Ninepoint Partners LP is the investment manager to the Ninepoint Funds (collectively, the “Funds”). Commissions, trailing commissions, management fees, performance fees (if any), and other expenses all may be associated with investing in the Funds. Please read the prospectus carefully before investing. The indicated rate of return for series F shares of the Fund for the period ended September 30, 2018 is based on the historical annual compounded total return including changes in share value and reinvestment of all distributions and does not take into account sales, redemption, distribution or optional charges or income taxes payable by any unitholder that would have reduced returns. Mutual funds are not guaranteed, their values change frequently and past performance may not be repeated. The information contained herein does not constitute an offer or solicitation by anyone in the United States or in any other jurisdiction in which such an offer or solicitation is not authorized or to any person to whom it is unlawful to make such an offer or solicitation. Prospective investors who are not resident in Canada should contact their financial advisor to determine whether securities of the Fund may be lawfully sold in their jurisdiction.

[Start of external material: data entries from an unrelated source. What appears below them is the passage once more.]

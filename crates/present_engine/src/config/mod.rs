//! Configuration system
//!
//! Tunables for the game rules, collision response, renderer and random
//! movement. Every section carries serde defaults so partial files load.

pub use serde::{Serialize, Deserialize};

use crate::foundation::math::Vec4;

/// Configuration trait
pub trait Config: Serialize + for<'de> Deserialize<'de> + Default {
    /// Load configuration from file
    fn load_from_file(path: &str) -> Result<Self, ConfigError> {
        let contents = std::fs::read_to_string(path)?;
        Self::from_str_with_format(&contents, path)
    }

    /// Parse configuration text, picking the format from the path's extension
    fn from_str_with_format(contents: &str, path: &str) -> Result<Self, ConfigError> {
        if path.ends_with(".toml") {
            toml::from_str(contents).map_err(|e| ConfigError::Parse(e.to_string()))
        } else if path.ends_with(".ron") {
            ron::from_str(contents).map_err(|e| ConfigError::Parse(e.to_string()))
        } else {
            Err(ConfigError::UnsupportedFormat(path.to_string()))
        }
    }

    /// Save configuration to file
    fn save_to_file(&self, path: &str) -> Result<(), ConfigError> {
        let contents = if path.ends_with(".toml") {
            toml::to_string_pretty(self).map_err(|e| ConfigError::Serialize(e.to_string()))?
        } else if path.ends_with(".ron") {
            ron::ser::to_string_pretty(self, ron::ser::PrettyConfig::default())
                .map_err(|e| ConfigError::Serialize(e.to_string()))?
        } else {
            return Err(ConfigError::UnsupportedFormat(path.to_string()));
        };

        std::fs::write(path, contents).map_err(ConfigError::Io)
    }
}

/// Configuration errors
#[derive(thiserror::Error, Debug)]
pub enum ConfigError {
    /// IO error
    #[error("IO error: {0}")]
    Io(#[from] std::io::Error),

    /// Parse error
    #[error("Parse error: {0}")]
    Parse(String),

    /// Serialization error
    #[error("Serialization error: {0}")]
    Serialize(String),

    /// Unsupported format
    #[error("Unsupported format: {0}")]
    UnsupportedFormat(String),
}

/// Initial game counters
#[derive(Debug, Clone, Copy, PartialEq, Eq, Serialize, Deserialize)]
#[serde(default)]
pub struct GameConfig {
    /// Hearts the player starts with
    pub hearts: i32,
    /// Presents required to win
    pub presents_goal: i32,
}

impl Default for GameConfig {
    fn default() -> Self {
        Self {
            hearts: 3,
            presents_goal: 5,
        }
    }
}

/// Collision response tuning
#[derive(Debug, Clone, Copy, PartialEq, Serialize, Deserialize)]
#[serde(default)]
pub struct CollisionConfig {
    /// Seconds of invulnerability after touching an avoidable entity
    pub recovery_cooldown: f32,
    /// Distance the recorded safe camera position is pulled toward the origin
    pub boundary_nudge: f32,
}

impl Default for CollisionConfig {
    fn default() -> Self {
        Self {
            recovery_cooldown: 5.0,
            boundary_nudge: 0.05,
        }
    }
}

/// Frame clear parameters
#[derive(Debug, Clone, Copy, PartialEq, Serialize, Deserialize)]
#[serde(default)]
pub struct RendererConfig {
    /// RGBA clear color
    pub clear_color: [f32; 4],
    /// Depth buffer clear value
    pub clear_depth: f32,
}

impl RendererConfig {
    /// Clear color as a vector
    pub fn clear_color(&self) -> Vec4 {
        Vec4::from(self.clear_color)
    }
}

impl Default for RendererConfig {
    fn default() -> Self {
        Self {
            clear_color: [0.031_372_55, 0.031_372_55, 0.109_803_92, 1.0],
            clear_depth: 1.0,
        }
    }
}

/// Random movement tuning
#[derive(Debug, Clone, Copy, PartialEq, Eq, Default, Serialize, Deserialize)]
#[serde(default)]
pub struct RandomMovementConfig {
    /// Fixed RNG seed; `None` seeds from entropy
    pub seed: Option<u64>,
}

/// Top-level configuration for the engine core
#[derive(Debug, Clone, Default, PartialEq, Serialize, Deserialize)]
#[serde(default)]
pub struct CoreConfig {
    /// Game rules
    pub game: GameConfig,
    /// Collision response
    pub collision: CollisionConfig,
    /// Renderer clear state
    pub renderer: RendererConfig,
    /// Random movement
    pub random_movement: RandomMovementConfig,
}

impl Config for CoreConfig {}

#[cfg(test)]
mod tests {
    use super::*;

    #[test]
    fn test_defaults() {
        let config = CoreConfig::default();
        assert_eq!(config.game.hearts, 3);
        assert_eq!(config.game.presents_goal, 5);
        assert!((config.collision.recovery_cooldown - 5.0).abs() < f32::EPSILON);
        assert_eq!(config.random_movement.seed, None);
    }

    #[test]
    fn test_partial_toml() {
        let text = "[game]\npresents_goal = 7\n\n[collision]\nrecovery_cooldown = 2.5\n";
        let config = CoreConfig::from_str_with_format(text, "core.toml").unwrap();
        assert_eq!(config.game.presents_goal, 7);
        assert_eq!(config.game.hearts, 3);
        assert!((config.collision.recovery_cooldown - 2.5).abs() < f32::EPSILON);
        assert!((config.collision.boundary_nudge - 0.05).abs() < f32::EPSILON);
    }

    #[test]
    fn test_partial_ron() {
        let text = "(game: (hearts: 1), random_movement: (seed: Some(42)))";
        let config = CoreConfig::from_str_with_format(text, "core.ron").unwrap();
        assert_eq!(config.game.hearts, 1);
        assert_eq!(config.random_movement.seed, Some(42));
    }

    #[test]
    fn test_saved_config_loads_back() {
        let mut config = CoreConfig::default();
        config.game.presents_goal = 9;
        config.random_movement.seed = Some(3);

        let dir = std::env::temp_dir();
        for name in ["present_engine_saved.toml", "present_engine_saved.ron"] {
            let path = dir.join(name);
            let path = path.to_str().unwrap();
            config.save_to_file(path).unwrap();
            let loaded = CoreConfig::load_from_file(path).unwrap();
            std::fs::remove_file(path).unwrap();
            assert_eq!(loaded, config);
        }
    }

    #[test]
    fn test_save_rejects_unknown_extension() {
        let path = std::env::temp_dir().join("present_engine_saved.json");
        let result = CoreConfig::default().save_to_file(path.to_str().unwrap());
        assert!(matches!(result, Err(ConfigError::UnsupportedFormat(_))));
        assert!(!path.exists());
    }

    #[test]
    fn test_unsupported_format() {
        let result = CoreConfig::from_str_with_format("{}", "core.json");
        assert!(matches!(result, Err(ConfigError::UnsupportedFormat(_))));
    }
}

The opinions, estimates and projections (“information”) contained within this report are solely those of Ninepoint Partners LP and are subject to change without notice. Ninepoint Partners makes every effort to ensure that the information has been derived from sources believed to be reliable and accurate. However, Ninepoint Partners assumes no responsibility for any losses or damages, whether direct or indirect, which arise out of the use of this information. Ninepoint Partners is not under any obligation to update or keep current the information contained herein. The information should not be regarded by recipients as a substitute for the exercise of their own judgment. Please contact your own personal advisor on your particular circumstances. Views expressed regarding a particular company, security, industry or market sector should not be considered an indication of trading intent of any investment funds managed by Ninepoint Partners. Any reference to a particular company is for illustrative purposes only and should not to be considered as investment advice or a recommendation to buy or sell nor should it be considered as an indication of how the portfolio of any investment fund managed by Ninepoint Partners is or will be invested. Ninepoint Partners LP and/or its affiliates may collectively beneficially own/control 1% or more of any class of the equity securities of the issuers mentioned in this report. Ninepoint Partners LP and/or its affiliates may hold short position in any class of the equity securities of the issuers mentioned in this report. During the preceding 12 months, Ninepoint Partners LP and/or its affiliates may have received remuneration other than normal course investment advisory or trade execution services from the issuers mentioned in this report.